There are two reasons to delid your processor. Once delidded, you can run your cooling block directly on the face of your CPU die and this can bring your CPU temperatures down greatly. However, not a lot of folks desire this method due to the fact that you can easily chip off a tiny corner of your CPU die, rendering it totally useless. For most of us, we are going to elect to replace the Thermal Interface Material (TIM) between the CPU die and the IHS, and then put the IHS back in its original place. We would do this because the enthusiast can replace their TIM with a much better one than Intel has blessed the Kaby Lake with. For the enthusiast, the Kaby Lake TIM is pretty much crap. For everyday normal people desktop usage, it is just fine.

How to Delid?

There are a few ways to delid. We have been delidding CPUs since CPUs had lids. We have also been breaking CPUs since CPUs had lids, well actually before, but that is another story, and one reason why CPU have IHS units now days.
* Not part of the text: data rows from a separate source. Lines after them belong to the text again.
/*
 * Mantis, a chess rules engine
 * Copyright (C) 2024 Ciekce
 *
 * Mantis is free software: you can redistribute it and/or modify
 * it under the terms of the GNU General Public License as published by
 * the Free Software Foundation, either version 3 of the License, or
 * (at your option) any later version.
 *
 * Mantis is distributed in the hope that it will be useful,
 * but WITHOUT ANY WARRANTY; without even the implied warranty of
 * MERCHANTABILITY or FITNESS FOR A PARTICULAR PURPOSE. See the
 * GNU General Public License for more details.
 *
 * You should have received a copy of the GNU General Public License
 * along with Mantis. If not, see <https://www.gnu.org/licenses/>.
 */

//! Standard algebraic notation for the move log.

use crate::bitboard::Bitboard;
use crate::chess_move::{ChessMove, MoveFlag};
use crate::core::{PieceKind, Square};
use crate::position::{BoardState, Status};

/// Describes `mv`, which must be in `legal`, as played from `state`.
/// Check and mate marks depend on the resulting position and are added
/// with [`status_suffix`].
pub(crate) fn describe(state: &BoardState, legal: &[ChessMove], mv: ChessMove) -> String {
    let us = state.side_to_move;
    let src = mv.src();
    let dst = mv.dst();

    if mv.flag() == MoveFlag::Castling {
        let side = if dst.file() > src.file() { "O-O" } else { "O-O-O" };
        return side.to_owned();
    }

    let Some(kind) = state.kind_at(us, src) else {
        return mv.to_string();
    };

    let capture = mv.flag() == MoveFlag::EnPassant || state.color_occupancy(us.flip()).get(dst);

    let mut san = String::with_capacity(8);

    if kind == PieceKind::Pawn {
        if capture {
            san.push(src.file_char());
            san.push('x');
        }

        push_square(&mut san, dst);

        if let Some(promo) = mv.promotion_piece() {
            san.push('=');
            san.push(promo.kind().to_char().to_ascii_uppercase());
        }

        return san;
    }

    san.push(kind.to_char().to_ascii_uppercase());
    push_disambiguation(&mut san, state, legal, mv, kind);

    if capture {
        san.push('x');
    }

    push_square(&mut san, dst);
    san
}

fn push_square(san: &mut String, sq: Square) {
    san.push(sq.file_char());
    san.push(sq.rank_char());
}

// Other pieces of the same kind that can reach the same square force the
// origin file, else the rank, else the whole square.
fn push_disambiguation(
    san: &mut String,
    state: &BoardState,
    legal: &[ChessMove],
    mv: ChessMove,
    kind: PieceKind,
) {
    let src = mv.src();
    let us = state.side_to_move;

    let rivals: Bitboard = legal
        .iter()
        .filter(|other| other.dst() == mv.dst() && other.src() != src)
        .map(|other| other.src())
        .filter(|sq| state.kind_at(us, *sq) == Some(kind))
        .collect();

    if rivals.is_empty() {
        return;
    }

    if (rivals & Bitboard::file(src.file())).is_empty() {
        san.push(src.file_char());
    } else if (rivals & Bitboard::rank(src.rank())).is_empty() {
        san.push(src.rank_char());
    } else {
        push_square(san, src);
    }
}

pub(crate) const fn status_suffix(status: Status) -> &'static str {
    match status {
        Status::Check => "+",
        Status::Checkmate => "#",
        Status::Normal | Status::Stalemate => "",
    }
}

#[cfg(test)]
mod tests {
    use super::*;
    use crate::position::Position;

    fn san_after(fen: &str, moves: &[&str]) -> Vec<String> {
        let mut pos = Position::from_fen(fen).unwrap();
        for mv in moves {
            pos.play(mv).unwrap();
        }
        pos.history().to_vec()
    }

    #[test]
    fn pieces_pawns_and_captures() {
        let log = san_after(
            "rnbqkbnr/pppppppp/8/8/8/8/PPPPPPPP/RNBQKBNR w KQkq - 0 1",
            &["e2e4", "d7d5", "e4d5", "d8d5", "b1c3"],
        );
        assert_eq!(log, ["e4", "d5", "exd5", "Qxd5", "Nc3"]);
    }

    #[test]
    fn file_and_rank_disambiguation() {
        let log = san_after("4k3/8/8/8/8/8/4K3/R6R w - - 0 1", &["a1d1"]);
        assert_eq!(log, ["Rad1"]);

        let log = san_after("4k3/R7/8/8/8/8/8/R3K3 w - - 0 1", &["a1a4"]);
        assert_eq!(log, ["R1a4"]);

        let log = san_after("1k6/8/8/8/4Q2Q/8/8/K6Q w - - 0 1", &["h4e1"]);
        assert_eq!(log, ["Qh4e1"]);
    }

    #[test]
    fn promotion_and_en_passant() {
        let log = san_after("4k3/1P6/8/8/8/8/8/4K3 w - - 0 1", &["b7b8n"]);
        assert_eq!(log, ["b8=N"]);

        let log = san_after("4k3/8/8/3pP3/8/8/8/4K3 w - d6 0 1", &["e5d6"]);
        assert_eq!(log, ["exd6"]);
    }

    #[test]
    fn check_and_mate_marks() {
        let log = san_after(
            "rnbqkbnr/pppppppp/8/8/8/8/PPPPPPPP/RNBQKBNR w KQkq - 0 1",
            &["f2f3", "e7e5", "g2g4", "d8h4"],
        );
        assert_eq!(log, ["f3", "e5", "g4", "Qh4#", "0-1"]);

        let log = san_after("4k3/8/8/8/8/8/8/R3K3 w - - 0 1", &["a1a8"]);
        assert_eq!(log, ["Ra8+"]);
    }

    #[test]
    fn stalemate_logs_a_draw() {
        let log = san_after("7k/8/6K1/8/8/8/8/5Q2 w - - 0 1", &["f1f7"]);
        assert_eq!(log, ["Qf7", "1/2-1/2"]);
    }
}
The safest way we have found is to use a tool specifically designed to remove the IHS. The guys over at Overclock UK were kind enough to send us a Delid-Die-Mate. These tools have been out for a while and are not specified for usage with Kaby Lake processors (yet.) That said, you can do a bit of modding on this Delid-Die-Mate and make it work just fine with Kaby Lake. The tool used here today works fine for delidding the Kaby Lake, but is not machined properly to relid the Kaby Lake.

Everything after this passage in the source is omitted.